[Work request]
Read through the listing below, and copy every line where the string "PatternError" appears.

[Record extracts]
════════

//! Expressions evaluated against a single solution.
//!
//! The evaluator only depends on the [`Expression`] trait, so an upstream
//! compiler can plug in its own expression tree. [`Expr`] is the built-in
//! implementation covering the operators the engine needs for `BIND`-style
//! extensions and filters.

use std::cmp::Ordering;
use std::collections::BTreeSet;
use std::fmt;

use oxrdf::vocab::xsd;

use super::format::{NTriplesFormatter, TermFormatter};
use super::solution::Solution;
use crate::term::{Literal, Term, Variable};

/// An expression over the bindings of one solution.
pub trait Expression: fmt::Debug {
    /// Compute the value of the expression for a solution.
    ///
    /// # Errors
    ///
    /// Returns an error if an operand is unbound or has the wrong type.
    fn evaluate(&self, solution: &Solution) -> Result<Term, ExpressionError>;

    /// The variables the expression reads.
    fn variables(&self) -> BTreeSet<String>;

    /// Render in the canonical parenthesized form.
    fn render(&self, formatter: &dyn TermFormatter) -> String;
}

/// Errors raised while evaluating an expression for one solution.
#[derive(Debug, Clone, PartialEq, Eq)]
pub enum ExpressionError {
    /// A variable the expression reads is not bound.
    UnboundVariable(String),
    /// An operand has a type the operator does not accept.
    TypeError(String),
}

impl fmt::Display for ExpressionError {
    fn fmt(&self, f: &mut fmt::Formatter<'_>) -> fmt::Result {
        match self {
            Self::UnboundVariable(name) => write!(f, "variable ?{name} is not bound"),
            Self::TypeError(message) => write!(f, "type error: {message}"),
        }
    }
}

impl std::error::Error for ExpressionError {}

/// The built-in expression language.
#[derive(Debug, Clone, PartialEq, Eq)]
pub enum Expr {
    Variable(Variable),
    Constant(Term),
    Bound(Variable),
    Not(Box<Self>),
    And(Box<Self>, Box<Self>),
    Or(Box<Self>, Box<Self>),
    Equal(Box<Self>, Box<Self>),
    NotEqual(Box<Self>, Box<Self>),
    Less(Box<Self>, Box<Self>),
    Greater(Box<Self>, Box<Self>),
    Add(Box<Self>, Box<Self>),
    Str(Box<Self>),
    IsIri(Box<Self>),
    IsLiteral(Box<Self>),
}

impl Expr {
    pub fn var(name: impl Into<String>) -> Self {
        Self::Variable(Variable::new(name))
    }

    pub fn constant(term: impl Into<Term>) -> Self {
        Self::Constant(term.into())
    }

    pub fn bound(name: impl Into<String>) -> Self {
        Self::Bound(Variable::new(name))
    }

    #[allow(clippy::should_implement_trait)]
    #[must_use]
    pub fn not(inner: Self) -> Self {
        Self::Not(Box::new(inner))
    }

    #[must_use]
    pub fn and(left: Self, right: Self) -> Self {
        Self::And(Box::new(left), Box::new(right))
    }

    #[must_use]
    pub fn or(left: Self, right: Self) -> Self {
        Self::Or(Box::new(left), Box::new(right))
    }

    #[must_use]
    pub fn equal(left: Self, right: Self) -> Self {
        Self::Equal(Box::new(left), Box::new(right))
    }

    #[must_use]
    pub fn not_equal(left: Self, right: Self) -> Self {
        Self::NotEqual(Box::new(left), Box::new(right))
    }

    #[must_use]
    pub fn less(left: Self, right: Self) -> Self {
        Self::Less(Box::new(left), Box::new(right))
    }

    #[must_use]
    pub fn greater(left: Self, right: Self) -> Self {
        Self::Greater(Box::new(left), Box::new(right))
    }

    #[allow(clippy::should_implement_trait)]
    #[must_use]
    pub fn add(left: Self, right: Self) -> Self {
        Self::Add(Box::new(left), Box::new(right))
    }

    #[must_use]
    pub fn str(inner: Self) -> Self {
        Self::Str(Box::new(inner))
    }

    #[must_use]
    pub fn is_iri(inner: Self) -> Self {
        Self::IsIri(Box::new(inner))
    }

    #[must_use]
    pub fn is_literal(inner: Self) -> Self {
        Self::IsLiteral(Box::new(inner))
    }

    fn collect_variables(&self, out: &mut BTreeSet<String>) {
        match self {
            Self::Variable(v) | Self::Bound(v) => {
                out.insert(v.name.clone());
            }
            Self::Constant(_) => {}
            Self::Not(inner) | Self::Str(inner) | Self::IsIri(inner) | Self::IsLiteral(inner) => {
                inner.collect_variables(out);
            }
            Self::And(l, r)
            | Self::Or(l, r)
            | Self::Equal(l, r)
            | Self::NotEqual(l, r)
            | Self::Less(l, r)
            | Self::Greater(l, r)
            | Self::Add(l, r) => {
                l.collect_variables(out);
                r.collect_variables(out);
            }
        }
    }
}

impl Expression for Expr {
    fn evaluate(&self, solution: &Solution) -> Result<Term, ExpressionError> {
        match self {
            Self::Variable(v) => solution
                .get(v)
                .cloned()
                .ok_or_else(|| ExpressionError::UnboundVariable(v.name.clone())),
            Self::Constant(term) => Ok(term.clone()),
            Self::Bound(v) => Ok(boolean(solution.has(v))),
            Self::Not(inner) => {
                let value = effective_boolean_value(&inner.evaluate(solution)?)?;
                Ok(boolean(!value))
            }
            Self::And(l, r) => {
                let left = l.evaluate(solution).and_then(|t| effective_boolean_value(&t));
                let right = r.evaluate(solution).and_then(|t| effective_boolean_value(&t));
                match (left, right) {
                    (Ok(false), _) | (_, Ok(false)) => Ok(boolean(false)),
                    (Ok(true), Ok(true)) => Ok(boolean(true)),
                    (Err(e), _) | (_, Err(e)) => Err(e),
                }
            }
            Self::Or(l, r) => {
                let left = l.evaluate(solution).and_then(|t| effective_boolean_value(&t));
                let right = r.evaluate(solution).and_then(|t| effective_boolean_value(&t));
                match (left, right) {
                    (Ok(true), _) | (_, Ok(true)) => Ok(boolean(true)),
                    (Ok(false), Ok(false)) => Ok(boolean(false)),
                    (Err(e), _) | (_, Err(e)) => Err(e),
                }
            }
            Self::Equal(l, r) => {
                let equal = terms_equal(&l.evaluate(solution)?, &r.evaluate(solution)?);
                Ok(boolean(equal))
            }
            Self::NotEqual(l, r) => {
                let equal = terms_equal(&l.evaluate(solution)?, &r.evaluate(solution)?);
                Ok(boolean(!equal))
            }
            Self::Less(l, r) => {
                let ordering = compare(&l.evaluate(solution)?, &r.evaluate(solution)?)?;
                Ok(boolean(ordering == Ordering::Less))
            }
            Self::Greater(l, r) => {
                let ordering = compare(&l.evaluate(solution)?, &r.evaluate(solution)?)?;
                Ok(boolean(ordering == Ordering::Greater))
            }
            Self::Add(l, r) => {
                let left = Numeric::from_term(&l.evaluate(solution)?)?;
                let right = Numeric::from_term(&r.evaluate(solution)?)?;
                Ok(left.add(right).into_term())
            }
            Self::Str(inner) => match inner.evaluate(solution)? {
                Term::NamedNode(node) => Ok(Literal::new_simple_literal(node.as_str()).into()),
                Term::Literal(literal) => Ok(Literal::new_simple_literal(literal.value()).into()),
                other => Err(ExpressionError::TypeError(format!(
                    "str() is not defined for {other}"
                ))),
            },
            Self::IsIri(inner) => Ok(boolean(inner.evaluate(solution)?.is_named_node())),
            Self::IsLiteral(inner) => Ok(boolean(inner.evaluate(solution)?.is_literal())),
        }
    }

    fn variables(&self) -> BTreeSet<String> {
        let mut out = BTreeSet::new();
        self.collect_variables(&mut out);
        out
    }

    fn render(&self, formatter: &dyn TermFormatter) -> String {
        let binary = |op: &str, l: &Self, r: &Self| {
            format!("({op} {} {})", l.render(formatter), r.render(formatter))
        };
        let unary = |op: &str, inner: &Self| format!("({op} {})", inner.render(formatter));
        match self {
            Self::Variable(v) => v.to_string(),
            Self::Constant(term) => formatter.format_term(term),
            Self::Bound(v) => format!("(bound {v})"),
            Self::Not(inner) => unary("!", inner),
            Self::And(l, r) => binary("&&", l, r),
            Self::Or(l, r) => binary("||", l, r),
            Self::Equal(l, r) => binary("=", l, r),
            Self::NotEqual(l, r) => binary("!=", l, r),
            Self::Less(l, r) => binary("<", l, r),
            Self::Greater(l, r) => binary(">", l, r),
            Self::Add(l, r) => binary("+", l, r),
            Self::Str(inner) => unary("str", inner),
            Self::IsIri(inner) => unary("isIRI", inner),
            Self::IsLiteral(inner) => unary("isLiteral", inner),
        }
    }
}

impl fmt::Display for Expr {
    fn fmt(&self, f: &mut fmt::Formatter<'_>) -> fmt::Result {
        f.write_str(&self.render(&NTriplesFormatter))
    }
}

/// The effective boolean value of a term.
///
/// Booleans are themselves, numbers are true unless zero or NaN, and plain
/// strings are true unless empty. Everything else is a type error.
///
/// # Errors
///
/// Returns an error if the term has no effective boolean value.
pub fn effective_boolean_value(term: &Term) -> Result<bool, ExpressionError> {
    let Term::Literal(literal) = term else {
        return Err(ExpressionError::TypeError(format!(
            "{term} has no boolean value"
        )));
    };
    let datatype = literal.datatype();
    if datatype == xsd::BOOLEAN {
        return match literal.value() {
            "true" | "1" => Ok(true),
            "false" | "0" => Ok(false),
            other => Err(ExpressionError::TypeError(format!(
                "invalid boolean lexical form {other:?}"
            ))),
        };
    }
    if datatype == xsd::STRING {
        return Ok(!literal.value().is_empty());
    }
    if let Ok(number) = Numeric::from_literal(literal) {
        return Ok(number.is_truthy());
    }
    Err(ExpressionError::TypeError(format!(
        "{term} has no boolean value"
    )))
}

fn boolean(value: bool) -> Term {
    Literal::from(value).into()
}

fn terms_equal(left: &Term, right: &Term) -> bool {
    match (Numeric::from_term(left), Numeric::from_term(right)) {
        (Ok(l), Ok(r)) => l.partial_cmp(r) == Some(Ordering::Equal),
        _ => left == right,
    }
}

fn compare(left: &Term, right: &Term) -> Result<Ordering, ExpressionError> {
    if let (Ok(l), Ok(r)) = (Numeric::from_term(left), Numeric::from_term(right)) {
        return l.partial_cmp(r).ok_or_else(|| {
            ExpressionError::TypeError(format!("{left} and {right} are not ordered"))
        });
    }
    if let (Term::Literal(l), Term::Literal(r)) = (left, right) {
        if l.datatype() == xsd::STRING && r.datatype() == xsd::STRING {
            return Ok(l.value().cmp(r.value()));
        }
    }
    Err(ExpressionError::TypeError(format!(
        "cannot compare {left} with {right}"
    )))
}

#[derive(Debug, Clone, Copy)]
enum Numeric {
    Integer(i64),
    Double(f64),
}

impl Numeric {
    fn from_term(term: &Term) -> Result<Self, ExpressionError> {
        match term {
            Term::Literal(literal) => Self::from_literal(literal),
            other => Err(ExpressionError::TypeError(format!("{other} is not a number"))),
        }
    }

    fn from_literal(literal: &Literal) -> Result<Self, ExpressionError> {
        let datatype = literal.datatype();
        let value = literal.value();
        let invalid = || ExpressionError::TypeError(format!("{literal} is not a number"));
        if datatype == xsd::INTEGER
            || datatype == xsd::INT
            || datatype == xsd::LONG
            || datatype == xsd::SHORT
        {
            return value.parse().map(Self::Integer).map_err(|_| invalid());
        }
        if datatype == xsd::DECIMAL || datatype == xsd::DOUBLE || datatype == xsd::FLOAT {
            return value.parse().map(Self::Double).map_err(|_| invalid());
        }
        Err(invalid())
    }

    #[allow(clippy::cast_precision_loss)]
    const fn as_f64(self) -> f64 {
        match self {
            Self::Integer(i) => i as f64,
            Self::Double(d) => d,
        }
    }

    fn is_truthy(self) -> bool {
        match self {
            Self::Integer(i) => i != 0,
            Self::Double(d) => d != 0.0 && !d.is_nan(),
        }
    }

    fn partial_cmp(self, other: Self) -> Option<Ordering> {
        match (self, other) {
            (Self::Integer(l), Self::Integer(r)) => Some(l.cmp(&r)),
            _ => self.as_f64().partial_cmp(&other.as_f64()),
        }
    }

    fn add(self, other: Self) -> Self {
        match (self, other) {
            (Self::Integer(l), Self::Integer(r)) => l
                .checked_add(r)
                .map_or_else(|| Self::Double(self.as_f64() + other.as_f64()), Self::Integer),
            _ => Self::Double(self.as_f64() + other.as_f64()),
        }
    }

    fn into_term(self) -> Term {
        match self {
            Self::Integer(i) => Literal::from(i).into(),
            Self::Double(d) => Literal::from(d).into(),
        }
    }
}
//! Errors raised while building or evaluating algebra trees.

use std::fmt;

use super::pattern::IndexPath;
use crate::dataset::DatasetError;
use crate::term::Term;

/// Errors raised when a triple pattern is constructed.
#[derive(Debug, Clone, PartialEq, Eq)]
pub enum PatternError {
    /// A constant predicate that is not an IRI.
    InvalidPredicate(Term),
}

impl fmt::Display for PatternError {
    fn fmt(&self, f: &mut fmt::Formatter<'_>) -> fmt::Result {
        match self {
            Self::InvalidPredicate(term) => {
                write!(f, "pattern predicate must be an IRI or a variable, got {term}")
            }
        }
    }
}

impl std::error::Error for PatternError {}

/// Errors raised when an algebra node is constructed or rebuilt.
#[derive(Debug, Clone, PartialEq, Eq)]
pub enum AlgebraError {
    /// An extend node was given no assignments.
    EmptyExtend,
    /// `copy_with_children` was given the wrong number of children.
    ChildCount {
        operator: &'static str,
        expected: usize,
        actual: usize,
    },
}

impl fmt::Display for AlgebraError {
    fn fmt(&self, f: &mut fmt::Formatter<'_>) -> fmt::Result {
        match self {
            Self::EmptyExtend => write!(f, "extend requires at least one assignment"),
            Self::ChildCount {
                operator,
                expected,
                actual,
            } => write!(
                f,
                "{operator} takes {expected} children but {actual} were given"
            ),
        }
    }
}

impl std::error::Error for AlgebraError {}

/// Errors that abort an evaluation.
///
/// Per-solution expression failures are never reported here: they are
/// absorbed where they happen.
#[derive(Debug, Clone, PartialEq, Eq)]
pub enum EvaluationError {
    /// The query ran past its deadline.
    Timeout { limit_ms: u64, elapsed_ms: u64 },
    /// The dataset failed to serve a lookup.
    Dataset(DatasetError),
    /// A dataset lookup returned a triple that does not fit the lookup key.
    DatasetContract {
        path: IndexPath,
        expectation: String,
    },
    /// An extend assignment tried to change the value of a bound variable.
    Rebinding {
        variable: String,
        solution_index: usize,
    },
}

impl fmt::Display for EvaluationError {
    fn fmt(&self, f: &mut fmt::Formatter<'_>) -> fmt::Result {
        match self {
            Self::Timeout {
                limit_ms,
                elapsed_ms,
            } => write!(
                f,
                "query timed out after {elapsed_ms}ms (limit {limit_ms}ms)"
            ),
            Self::Dataset(e) => write!(f, "dataset error: {e}"),
            Self::DatasetContract { path, expectation } => {
                write!(f, "dataset violated {path} lookup: expected {expectation}")
            }
            Self::Rebinding {
                variable,
                solution_index,
            } => write!(
                f,
                "extend would rebind ?{variable} to a different value in solution {solution_index}"
            ),
        }
    }
}

impl std::error::Error for EvaluationError {
    fn source(&self) -> Option<&(dyn std::error::Error + 'static)> {
        match self {
            Self::Dataset(e) => Some(e),
            _ => None,
        }
    }
}

impl From<DatasetError> for EvaluationError {
    fn from(e: DatasetError) -> Self {
        Self::Dataset(e)
    }
}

════════

[Result for this task]
pub enum PatternError {
impl fmt::Display for PatternError {
impl std::error::Error for PatternError {}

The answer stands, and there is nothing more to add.